KTA: Populating Drop-Downs on Forms

Drop-Down controls allow your users to select a single item from a list. As there are different methods of populating said lists, this article tries to shed some light on which method is more suitable for different use cases. Use cases, you say? It’s just a list of items, you say? Sure, that is true. But let’s analyze which kinds of items we may be facing, first:

  • Static content: your lists could consist of static items, i.e. entries that do not change over time. A good example is the selection of either ‘yes’ or ‘no’: it’s unlikely that this list will ever change.
  • Dynamic content: your lists hold content that changes over time. Change can happen slower or faster. In addition, any data originating from an external system falls into this category, as well. Data from a web service represents (potentially) fast changing content, data from your ERP system such as your branch offices by name represent slower changing items.

Based on the type of items in these lists, one method or the other is more suitable. The following paragraphs describe them in detail.

Static content

As laid out earlier, static content is unlikely to change over time. Still if it does, change happens infrequently. There are two methods to handle static content in KTA. Let’s start with the one that seems to be the most logical choice at first, and then switch to the other one. The better one. And yes, I will explain why I dislike the first one.

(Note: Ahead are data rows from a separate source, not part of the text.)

#[cfg(test)]
mod tests {
    use super::*;
    use pretty_assertions::assert_eq;
    use std::sync::Mutex;
    use std::thread;

    const RNG_SEED: u64 = 0x5EED_5A4E;

    fn config(apples: usize, blocks: usize) -> GameConfig {
        GameConfig { width: 24, height: 16, apples, blocks, ..GameConfig::default() }
    }

    fn world(mode: Mode, config: &GameConfig) -> World {
        World::with_rng(mode, config, StdRng::seed_from_u64(RNG_SEED)).unwrap()
    }

    fn next_head(world: &World, snake: usize) -> Coords {
        let snake = world.snake(snake).unwrap();
        snake.pending_heading().step(snake.head().pos())
    }

    #[test]
    fn fresh_world_matches_config() {
        let config = config(3, 2);
        let world = world(Mode::Independent, &config);

        assert_eq!(world.apples().len(), 3);
        assert_eq!(world.blocks().len(), 2);
        assert_eq!(world.scores(), &[0, 0]);
        assert_eq!(world.snakes().len(), 2);
        assert!(world.snakes().iter().all(|s| s.len() == config.initial_length && s.is_alive()));
        assert_eq!(world.walls.len(), 2 * (24 + 1) + 2 * (16 - 1));
        assert!(!world.is_game_over());
    }

    #[test]
    fn starting_layout_per_mode() {
        let config = config(0, 0);

        let independent = world(Mode::Independent, &config);
        assert_eq!(independent.snake(0).unwrap().head().pos(), (5, 8));
        assert_eq!(independent.snake(1).unwrap().head().pos(), (5, 16));
        assert_eq!(independent.snake(1).unwrap().heading(), Ok(Heading::DOWN));
        assert_eq!(independent.snake(0).unwrap().keymap(), &Keymap::wasd());

        let paired = world(Mode::Paired, &config);
        assert_eq!(paired.snake(1).unwrap().head().pos(), (11, 16));
        assert_eq!(paired.snake(1).unwrap().heading(), Ok(Heading::UP));
        assert_eq!(paired.snake(1).unwrap().keymap(), &Keymap::mirrored_arrows());
    }

    #[test]
    fn random_spawns_stay_inside_walls() {
        let mut world = world(Mode::Paired, &config(0, 0));
        for _ in 0..2000 {
            let (row, col) = world.random_location();
            assert!((1..16).contains(&row) && (1..24).contains(&col), "{:?}", (row, col));
        }
    }

    #[test]
    fn eating_an_apple() {
        let mut world = world(Mode::Independent, &config(0, 0));
        let target = next_head(&world, 0);
        world.add_apple(Some(target)).unwrap();
        let length = world.snake(0).unwrap().len();

        assert_eq!(world.tick(0), Ok(TickOutcome::Ate));
        assert_eq!(world.scores(), &[1, 0]);
        assert_eq!(world.apples().len(), 1);
        assert_eq!(world.snake(0).unwrap().len(), length + 1);
        assert_eq!(world.blocks().len(), 1);
        assert!(world.snake(0).unwrap().is_alive());
    }

    #[test]
    fn hitting_a_block_kills_without_scoring() {
        let mut world = world(Mode::Independent, &config(0, 0));
        let target = next_head(&world, 1);
        world.add_block(Some(target)).unwrap();

        assert_eq!(world.tick(1), Ok(TickOutcome::Died(Collider::Block)));
        assert!(!world.snake(1).unwrap().is_alive());
        assert!(world.snake(0).unwrap().is_alive());
        assert_eq!(world.scores(), &[0, 0]);
        assert!(world.is_game_over());

        // Decided rounds stop moving
        let head = world.snake(0).unwrap().head().pos();
        assert_eq!(world.tick(0), Ok(TickOutcome::Idle));
        assert_eq!(world.snake(0).unwrap().head().pos(), head);
    }

    #[test]
    fn running_into_the_wall() {
        let mut world = world(Mode::Independent, &config(0, 0));
        world.steer(Key::Char('a'));

        let mut outcome = TickOutcome::Moved;
        for _ in 0..8 {
            outcome = world.tick(0).unwrap();
        }
        assert_eq!(outcome, TickOutcome::Died(Collider::WallSegment));
        assert_eq!(world.snake(0).unwrap().head().pos(), (5, 0));
    }

    #[test]
    fn running_into_a_rival_tail() {
        let mut world = world(Mode::Independent, &config(0, 0));

        world.steer(Key::Char('d'));
        for _ in 0..7 {
            assert_eq!(world.tick(0), Ok(TickOutcome::Moved));
        }
        world.steer(Key::Char('w'));
        assert_eq!(world.tick(0), Ok(TickOutcome::Moved));
        world.steer(Key::Char('d'));

        assert_eq!(next_head(&world, 0), (4, 16));
        assert_eq!(world.tick(0), Ok(TickOutcome::Died(Collider::TailSegment { owner: 1 })));
        assert!(!world.snake(0).unwrap().is_alive());
    }

    #[test]
    fn running_into_own_tail() {
        let mut world = world(Mode::Independent, &config(0, 0));
        for key in ['d', 'w'] {
            world.steer(Key::Char(key));
            assert_eq!(world.tick(0), Ok(TickOutcome::Moved));
        }
        world.steer(Key::Char('a'));
        assert_eq!(world.tick(0), Ok(TickOutcome::Died(Collider::TailSegment { owner: 0 })));
    }

    #[test]
    fn steering_follows_keymaps() {
        let mut world = world(Mode::Independent, &config(0, 0));
        assert!(world.steer(Key::Char('d')));
        assert!(world.steer(Key::Left));
        assert!(!world.steer(Key::Char('x')));

        assert_eq!(world.snake(0).unwrap().pending_heading(), Heading::RIGHT);
        assert_eq!(world.snake(1).unwrap().pending_heading(), Heading::LEFT);
    }

    #[test]
    fn paired_arrows_steer_both_snakes() {
        let mut world = world(Mode::Paired, &config(0, 0));
        world.steer(Key::Left);
        assert_eq!(world.snake(0).unwrap().pending_heading(), Heading::LEFT);
        assert_eq!(world.snake(1).unwrap().pending_heading(), Heading::RIGHT);
    }

    #[test]
    fn switching_mode_swaps_on_every_apple() {
        let mut world = world(Mode::Switching, &config(0, 0));
        let target = next_head(&world, 0);
        world.add_apple(Some(target)).unwrap();

        assert_eq!(world.tick(0), Ok(TickOutcome::Ate));
        let (first, second) = (world.snake(0).unwrap(), world.snake(1).unwrap());
        assert_eq!(first.keymap(), &Keymap::mirrored_arrows());
        assert_eq!(second.keymap(), &Keymap::arrows());
        assert_eq!(first.head_color(), ColorTag::Cyan);
        assert_eq!(second.head_color(), ColorTag::Green);
        assert!(first.tail().leaves().all(|s| s.color() == ColorTag::Blue));
        assert!(second.tail().leaves().all(|s| s.color() == ColorTag::Yellow));
    }

    #[test]
    fn paired_mode_never_swaps() {
        let mut world = world(Mode::Paired, &config(0, 0));
        let target = next_head(&world, 1);
        world.add_apple(Some(target)).unwrap();

        assert_eq!(world.tick(1), Ok(TickOutcome::Ate));
        assert_eq!(world.snake(0).unwrap().keymap(), &Keymap::arrows());
        assert_eq!(world.snake(1).unwrap().head_color(), ColorTag::Cyan);
    }

    #[test]
    fn scores_overdraw_the_bottom_wall() {
        let mut world = world(Mode::Independent, &config(0, 0));
        for _ in 0..12 {
            world.increment_score(1).unwrap();
        }

        let frame: std::collections::HashMap<Coords, Cell> = world.frame().into_iter().collect();
        assert_eq!(frame[&(16, 16)], Cell { glyph: '1', color: ColorTag::Cyan });
        assert_eq!(frame[&(16, 17)], Cell { glyph: '2', color: ColorTag::Cyan });
        assert_eq!(frame[&(16, 8)], Cell { glyph: '0', color: ColorTag::Green });
        assert_eq!(frame[&(16, 18)].glyph, '-');

        // Score digits are drawn but never collide
        let under_score = world.collidables().collision_at((16, 16)).and_then(Entity::collider);
        assert_eq!(under_score, Some(Collider::WallSegment));
    }

    #[test]
    fn removing_a_missing_apple_fails() {
        let mut world = world(Mode::Independent, &config(1, 0));
        let stray = Entity::apple((1, 1));
        assert_eq!(
            world.remove_apple(stray.id()),
            Err(GameError::InvalidMembership { id: stray.id() })
        );
        assert_eq!(world.apples().len(), 1);
    }

    #[test]
    fn unknown_snake_is_an_error() {
        let mut world = world(Mode::Independent, &config(0, 0));
        assert_eq!(world.tick(2), Err(GameError::UnknownSnake { index: 2 }));
        assert_eq!(world.increment_score(5), Err(GameError::UnknownSnake { index: 5 }));
    }

    #[test]
    fn concurrent_feeding_loses_no_updates() {
        const MEALS: usize = 500;
        let config = config(2, 1);
        let world = Mutex::new(world(Mode::Switching, &config));

        thread::scope(|s| {
            for snake in 0..2 {
                let world = &world;
                s.spawn(move || {
                    for _ in 0..MEALS {
                        let mut world = world.lock().unwrap();
                        let apple = world.apples().leaf(0).map(Entity::id).unwrap();
                        Collider::Apple(apple).on_collision(&mut *world, snake).unwrap();
                    }
                });
            }
            s.spawn(|| {
                for _ in 0..MEALS {
                    let frame = world.lock().unwrap().frame();
                    assert!(!frame.is_empty());
                }
            });
            s.spawn(|| {
                for i in 0..MEALS {
                    let key = if i % 2 == 0 { Key::Left } else { Key::Up };
                    world.lock().unwrap().steer(key);
                }
            });
        });

        let world = world.into_inner().unwrap();
        assert_eq!(world.scores(), &[MEALS as u32, MEALS as u32]);
        assert_eq!(world.apples().len(), config.apples);
        assert_eq!(world.blocks().len(), config.blocks + 2 * MEALS);
        for snake in world.snakes() {
            assert_eq!(snake.len(), config.initial_length + MEALS);
        }
    }
}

Static items in the drop-down properties

Ah, the quick-and-dirty method. In the extended properties of the drop-down itself, on the data tab, static values can be defined. A default value is possible, as well. While easy to set up, I do not like this approach: there is no clear separation of the view (i.e. your form) and the data (i.e. the list of items). In fact, this is considered bad practice in programming: when mixing business logic and display, there are several drawbacks. For example, you can not reuse the items you defined anywhere else, for example on another form. This approach is difficult to maintain when items change (even if it’s just the text), and so on. But anyway, you asked for it, here’s how it looks like:



On the data tab, there is another option: Lookups. While one may imply that lookups are not something static (the datatype can be “Static” or “Lookups”), strictly speaking they are. However, they are a big leap forward: there is a clear separation of the view and the model. Lookups foster reuse. Plus, they support multiple languages! Here’s how they look like. On the right hand side, a lookup containing capital cities is being defined in the Data module. On the left hand side, the lookup is consumed inĀ  data properties of a drop-down.


Dynamic Content

Here we are – content is generated dynamically, and probably does change over time. In addition, whenever any other system but TotalAgility decides which content to display, you may want to consider one of the following options. The following three methods seem to be the most likely ones you’ll apply when dealing with dynamic content, and they all are implemented as actions.

.NET Method

Working with your own .NET classes in TotalAgility is quite easy: here’s a very simple example. The following method returns a string array with three items:

public class KtaHelpers
        public string[] GetItems()
            List items = new List();
            return items.ToArray();

After the assembly is being added in the Integration module, we can call our GetItems method in an activity. We’ll just call the activity after the page loaded, and we’re set.

DB Query

The DB Query action is quite similar, however here we use the content from a database table. In my case, I have a table called Countries in my Demo database. The select statement returns multiple rows, and each row will become an entry in the drop-down.


Web Services

Well.. I think you get the point. Pretty much the same here, except that you’ll use a web service action here. I could not find any suitable web service, so sorry, no screenshots or code here.


This article should pretty much cover all the most likely options you will resort to when populating drop-downs. Different methods for dynamic and static content are covered in TotalAgility, and some methods seem more suitable than others, depending on your current use case. For example, when working with cascading drop-downs, I’d go for a .NET method that populates (and eventually clears) multiple drop-downs at once. When confronted with data from external systems, I’d stick with the DB query, and maybe I can even find a use case for web services, who knows. Also, static content is covered nicely – as long as you’ll stick with Lookups.

And by the way, kudos to Adam, Phong, and Shane who helped me come up with all the options in the first place.